◆ Description of the task ◆
The data below is to be copied exactly, line by line.

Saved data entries
========
use chrono::{DateTime, Utc};
use serde::Serialize;
use sqlx::FromRow;
use utoipa::ToSchema;

/// A bounded pause inside an attendance day. Duration is kept in minutes;
/// the parent attendance converts to hours when subtracting.
#[derive(Debug, Clone, Serialize, FromRow, ToSchema)]
pub struct Break {
    #[schema(example = 1)]
    pub id: u64,
    #[schema(example = 1)]
    pub attendance_id: u64,
    pub start_time: DateTime<Utc>,
    pub end_time: Option<DateTime<Utc>>,
    /// Minutes between start and end, 0 while the break is open.
    #[schema(example = 60.0)]
    pub duration_minutes: f64,
    #[schema(example = "lunch")]
    pub reason: String,
    pub created_at: DateTime<Utc>,
    pub updated_at: DateTime<Utc>,
}

impl Break {
    pub fn is_ended(&self) -> bool {
        self.end_time.is_some()
    }

    /// Recomputes `duration_minutes` from the timestamps. An open break
    /// has no duration yet.
    pub fn calculate_duration(&mut self) {
        self.duration_minutes = match self.end_time {
            Some(end) => (end - self.start_time).num_seconds() as f64 / 60.0,
            None => 0.0,
        };
    }
}
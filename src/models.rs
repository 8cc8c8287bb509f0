use serde::{Deserialize, Serialize};

/// JWT payload. `sub` carries the account email; `jti` identifies the
/// token so refresh tokens can be revoked individually.
#[derive(Debug, Serialize, Deserialize)]
pub struct Claims {
    pub user_id: u64,
    pub sub: String,
    pub exp: usize,
    pub jti: String,
    pub token_type: TokenType,
}

#[derive(Debug, Serialize, Deserialize, PartialEq)]
pub enum TokenType {
    Access,
    Refresh,
}
use dotenvy::dotenv;
use std::env;

#[derive(Clone)]
pub struct Config {
    pub database_url: String,
    pub jwt_secret: String,
    pub server_addr: String,
    pub access_token_ttl: usize,
    pub refresh_token_ttl: usize,

    // Rate limiting
    pub rate_login_per_min: u32,
    pub rate_register_per_min: u32,
    pub rate_refresh_per_min: u32,
    pub rate_protected_per_min: u32,

    pub api_prefix: String,
}

impl Config {
    pub fn from_env() -> Self {
        dotenv().ok();

        Self {
            server_addr: env::var("SERVER_ADDR").expect("SERVER_ADDR must be set"),
            database_url: env::var("DATABASE_URL").expect("DATABASE_URL must be set"),
            jwt_secret: env::var("JWT_SECRET").expect("JWT_SECRET must be set"),
            access_token_ttl: env::var("ACCESS_TOKEN_TTL")
                .unwrap_or_else(|_| "900".to_string()) // default 15 min
                .parse()
                .unwrap(),
            refresh_token_ttl: env::var("REFRESH_TOKEN_TTL")
                .unwrap_or_else(|_| "604800".to_string()) // default 7 days
                .parse()
                .unwrap(),

            rate_login_per_min: env::var("RATE_LOGIN_PER_MIN")
                .unwrap_or_else(|_| "60".to_string())
                .parse()
                .unwrap(),
            rate_register_per_min: env::var("RATE_REGISTER_PER_MIN")
                .unwrap_or_else(|_| "30".to_string())
                .parse()
                .unwrap(),
            rate_refresh_per_min: env::var("RATE_REFRESH_PER_MIN")
                .unwrap_or_else(|_| "30".to_string())
                .parse()
                .unwrap(),
            rate_protected_per_min: env::var("RATE_PROTECTED_PER_MIN")
                .unwrap_or_else(|_| "1000".to_string())
                .parse()
                .unwrap(),

            api_prefix: env::var("API_PREFIX").unwrap_or_else(|_| "/api".to_string()),
        }
    }
}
========
◆ Reply to the exercise ◆
use chrono::{DateTime, Utc};
use serde::Serialize;
use sqlx::FromRow;
use utoipa::ToSchema;

/// A bounded pause inside an attendance day. Duration is kept in minutes;
/// the parent attendance converts to hours when subtracting.
#[derive(Debug, Clone, Serialize, FromRow, ToSchema)]
pub struct Break {
    #[schema(example = 1)]
    pub id: u64,
    #[schema(example = 1)]
    pub attendance_id: u64,
    pub start_time: DateTime<Utc>,
    pub end_time: Option<DateTime<Utc>>,
    /// Minutes between start and end, 0 while the break is open.
    #[schema(example = 60.0)]
    pub duration_minutes: f64,
    #[schema(example = "lunch")]
    pub reason: String,
    pub created_at: DateTime<Utc>,
    pub updated_at: DateTime<Utc>,
}

impl Break {
    pub fn is_ended(&self) -> bool {
        self.end_time.is_some()
    }

    /// Recomputes `duration_minutes` from the timestamps. An open break
    /// has no duration yet.
    pub fn calculate_duration(&mut self) {
        self.duration_minutes = match self.end_time {
            Some(end) => (end - self.start_time).num_seconds() as f64 / 60.0,
            None => 0.0,
        };
    }
}
filename src/models.rs
repository 8cc8c8287bb509f0
use serde::{Deserialize, Serialize};

/// JWT payload. `sub` carries the account email; `jti` identifies the
/// token so refresh tokens can be revoked individually.
#[derive(Debug, Serialize, Deserialize)]
pub struct Claims {
    pub user_id: u64,
    pub sub: String,
    pub exp: usize,
    pub jti: String,
    pub token_type: TokenType,
}

#[derive(Debug, Serialize, Deserialize, PartialEq)]
pub enum TokenType {
    Access,
    Refresh,
}
use dotenvy::dotenv;
use std::env;

#[derive(Clone)]
pub struct Config {
    pub database_url: String,
    pub jwt_secret: String,
    pub server_addr: String,
    pub access_token_ttl: usize,
    pub refresh_token_ttl: usize,

    // Rate limiting
    pub rate_login_per_min: u32,
    pub rate_register_per_min: u32,
    pub rate_refresh_per_min: u32,
    pub rate_protected_per_min: u32,

    pub api_prefix: String,
}

impl Config {
    pub fn from_env() -> Self {
        dotenv().ok();

        Self {
            server_addr: env::var("SERVER_ADDR").expect("SERVER_ADDR must be set"),
            database_url: env::var("DATABASE_URL").expect("DATABASE_URL must be set"),
            jwt_secret: env::var("JWT_SECRET").expect("JWT_SECRET must be set"),
            access_token_ttl: env::var("ACCESS_TOKEN_TTL")
                .unwrap_or_else(|_| "900".to_string()) // default 15 min
                .parse()
                .unwrap(),
            refresh_token_ttl: env::var("REFRESH_TOKEN_TTL")
                .unwrap_or_else(|_| "604800".to_string()) // default 7 days
                .parse()
                .unwrap(),

            rate_login_per_min: env::var("RATE_LOGIN_PER_MIN")
                .unwrap_or_else(|_| "60".to_string())
                .parse()
                .unwrap(),
            rate_register_per_min: env::var("RATE_REGISTER_PER_MIN")
                .unwrap_or_else(|_| "30".to_string())
                .parse()
                .unwrap(),
            rate_refresh_per_min: env::var("RATE_REFRESH_PER_MIN")
                .unwrap_or_else(|_| "30".to_string())
                .parse()
                .unwrap(),
            rate_protected_per_min: env::var("RATE_PROTECTED_PER_MIN")
                .unwrap_or_else(|_| "1000".to_string())
                .parse()
                .unwrap(),

            api_prefix: env::var("API_PREFIX").unwrap_or_else(|_| "/api".to_string()),
        }
    }
}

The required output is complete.